Robert Johnson of the Charlotte Bobcats (now known as the Charlotte Hornets) was the first black majority team owner in the NBA in 2004–05. He was succeeded as Bobcats owner in 2010–11 by another African American, Michael Jordan. In 2013–14, Jordan and Sacramento Kings owner Vivek Ranadivé, who is Indian, marked the first time in the history of major pro sports leagues in the U.S. that there were two non-white majority owners in a league. The number of NBA teams with non-white majority owners increased to three in September 2019 with the league approval of Taiwanese Canadian entrepreneur Joseph Tsai's purchase of Russian Mikhail Prokhorov's 51 percent share in the Brooklyn Nets. Tsai had previously held a 49 percent interest in the team, having acquired that stake from Prokhorov in 2018, and exercised an option to purchase the remaining interest before its 2021 expiration date.
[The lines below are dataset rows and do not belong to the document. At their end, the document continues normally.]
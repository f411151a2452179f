// src/application/gallery.rs
use crate::application::router::{Action, ClickEvent, EventRouter};
use crate::application::{Dialog, MemoApi, Page};
use crate::constants::CONFIRM_DELETE_MESSAGE;
use crate::domain::{DomainError, Memo};
use crate::ports::CardRenderer;
use tracing::{debug, info, instrument, warn};

/// What the modal region currently shows.
#[derive(Debug, Clone, PartialEq, Eq, Default)]
pub enum ModalMode {
    #[default]
    Closed,
    Form { id: i64 },
    Image { url: String },
}

/// Result of a controller action.
///
/// `Failed` means the error has already been reported through the dialog.
#[derive(Debug, Clone, Copy, PartialEq, Eq)]
pub enum Outcome {
    Completed,
    Cancelled,
    Failed,
}

/// Drives the gallery and the modal in response to user actions.
pub struct GalleryController<A: MemoApi, P: Page, D: Dialog> {
    api: A,
    page: P,
    dialog: D,
    renderer: CardRenderer,
    mode: ModalMode,
}

impl<A: MemoApi, P: Page, D: Dialog> GalleryController<A, P, D> {
    pub fn new(api: A, page: P, dialog: D) -> Self {
        Self {
            api,
            page,
            dialog,
            renderer: CardRenderer::new(),
            mode: ModalMode::Closed,
        }
    }

    pub fn api(&self) -> &A {
        &self.api
    }

    pub fn api_mut(&mut self) -> &mut A {
        &mut self.api
    }

    pub fn page(&self) -> &P {
        &self.page
    }

    pub fn page_mut(&mut self) -> &mut P {
        &mut self.page
    }

    pub fn dialog(&self) -> &D {
        &self.dialog
    }

    pub fn mode(&self) -> &ModalMode {
        &self.mode
    }

    /// Fetch every memo and replace the gallery. A failed fetch leaves the
    /// current cards in place.
    #[instrument(level = "debug", skip(self))]
    pub async fn load_and_render_all(&mut self) -> Outcome {
        match self.api.list().await {
            Ok(memos) => {
                info!(count = memos.len(), "Rendering gallery");
                let cards = memos
                    .iter()
                    .map(|memo| self.renderer.render_card(memo))
                    .collect();
                self.page.replace_gallery(cards);
                Outcome::Completed
            }
            Err(e) => self.report(e),
        }
    }

    pub fn open_create_form(&mut self) -> Outcome {
        self.open_form(&Memo::draft());
        Outcome::Completed
    }

    #[instrument(level = "debug", skip(self))]
    pub async fn open_edit_form(&mut self, id: i64) -> Outcome {
        match self.api.get(id).await {
            Ok(memo) => {
                self.open_form(&memo);
                Outcome::Completed
            }
            Err(e) => self.report(e),
        }
    }

    /// Submit the open form: update when `id` is set, create otherwise.
    ///
    /// An update refreshes the whole gallery; a create only appends the new
    /// card. The modal stays open when the request fails.
    #[instrument(level = "debug", skip(self))]
    pub async fn save(&mut self, id: i64) -> Outcome {
        let Some(fields) = self.page.form_fields() else {
            return self.report(DomainError::FormNotOpen);
        };

        if id != 0 {
            match self.api.update(id, &fields).await {
                Ok(_) => {
                    info!(id, "Memo updated");
                    let refreshed = self.load_and_render_all().await;
                    self.close();
                    refreshed
                }
                Err(e) => self.report(e),
            }
        } else {
            match self.api.create(&fields).await {
                Ok(created) => {
                    info!(id = created.id, "Memo created");
                    let card = self.renderer.render_card(&created);
                    self.page.append_card(card);
                    self.close();
                    Outcome::Completed
                }
                Err(e) => self.report(e),
            }
        }
    }

    #[instrument(level = "debug", skip(self))]
    pub async fn delete(&mut self, id: i64) -> Outcome {
        if !self.dialog.confirm(CONFIRM_DELETE_MESSAGE) {
            debug!(id, "Deletion declined");
            return Outcome::Cancelled;
        }

        match self.api.delete(id).await {
            Ok(()) => {
                if !self.page.remove_card(id) {
                    warn!(id, "Deleted memo had no card in the gallery");
                }
                info!(id, "Memo deleted");
                Outcome::Completed
            }
            Err(e) => self.report(e),
        }
    }

    pub fn zoom(&mut self, url: &str) -> Outcome {
        let content = self.renderer.render_image_viewer(url);
        self.open_modal(
            ModalMode::Image {
                url: url.to_string(),
            },
            content,
        );
        Outcome::Completed
    }

    pub fn close(&mut self) -> Outcome {
        self.page.set_modal(String::new());
        self.page.hide_modal();
        self.mode = ModalMode::Closed;
        Outcome::Completed
    }

    /// Entry point for the delegated click listener.
    ///
    /// Returns `None` when the click does not hit any interactive marker.
    pub async fn handle_click(&mut self, event: &mut ClickEvent) -> Option<Outcome> {
        let routed = EventRouter::route(&event.target)?;
        if routed.prevent_default {
            event.prevent_default();
        }
        Some(self.dispatch(routed.action).await)
    }

    pub async fn dispatch(&mut self, action: Action) -> Outcome {
        debug!(?action, "Dispatching");
        match action {
            Action::OpenCreateForm => self.open_create_form(),
            Action::Close => self.close(),
            Action::Zoom(url) => self.zoom(&url),
            Action::Save(id) => self.save(id).await,
            Action::Edit(id) => self.open_edit_form(id).await,
            Action::Delete(id) => self.delete(id).await,
        }
    }

    fn open_form(&mut self, memo: &Memo) {
        let content = self.renderer.render_form(memo);
        self.open_modal(ModalMode::Form { id: memo.id }, content);
    }

    // Setting new content discards whatever the previous mode left behind.
    fn open_modal(&mut self, mode: ModalMode, content: String) {
        self.page.set_modal(content);
        self.page.show_modal();
        self.mode = mode;
    }

    fn report(&mut self, error: DomainError) -> Outcome {
        warn!(%error, "Action failed");
        self.dialog.alert(&error.to_string());
        Outcome::Failed
    }
}

#[cfg(test)]
mod tests {
    use super::*;
    use crate::infrastructure::HtmlDocument;
    use crate::util::testing::{MockMemoApi, ScriptedDialog};

    fn controller() -> GalleryController<MockMemoApi, HtmlDocument, ScriptedDialog> {
        GalleryController::new(
            MockMemoApi::builder().build(),
            HtmlDocument::new("Memos"),
            ScriptedDialog::new(),
        )
    }

    #[test]
    fn given_open_form_when_zooming_then_replaces_modal_content() {
        // Arrange
        let mut controller = controller();
        controller.open_create_form();

        // Act
        controller.zoom("https://example.com/big.png");

        // Assert
        assert_eq!(
            controller.mode(),
            &ModalMode::Image {
                url: "https://example.com/big.png".to_string()
            }
        );
        assert!(controller.page().form_fields().is_none());
        assert!(controller.page().is_modal_active());
    }

    #[test]
    fn given_closed_modal_when_closing_twice_then_stays_closed() {
        // Arrange
        let mut controller = controller();
        controller.open_create_form();

        // Act
        let first = controller.close();
        let second = controller.close();

        // Assert
        assert_eq!(first, Outcome::Completed);
        assert_eq!(second, Outcome::Completed);
        assert_eq!(controller.mode(), &ModalMode::Closed);
        assert!(!controller.page().is_modal_active());
        assert_eq!(controller.page().modal(), "");
        assert!(controller.dialog().alerts().is_empty());
    }
}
===Viewership demographics===
Among NBA fans during the 2013–14 season, African Americans (844 minutes) and Asian Americans (719) spent the most time watching the league, followed by Hispanics (of any race, 390) and whites (290). Furthermore, according to a Nielsen's survey, the NBA has the highest share of black viewers, with 45 percent of its viewers being black and 40 percent of viewers being white, making it the only top North American sport that did not have a white majority audience.

During the 2016–17 season, 66 percent of the league's viewers were racial and ethnic minorities. Its audience was 47 percent blacks, 34 percent whites, 11 percent Hispanics (of any race), and 8 percent Asians.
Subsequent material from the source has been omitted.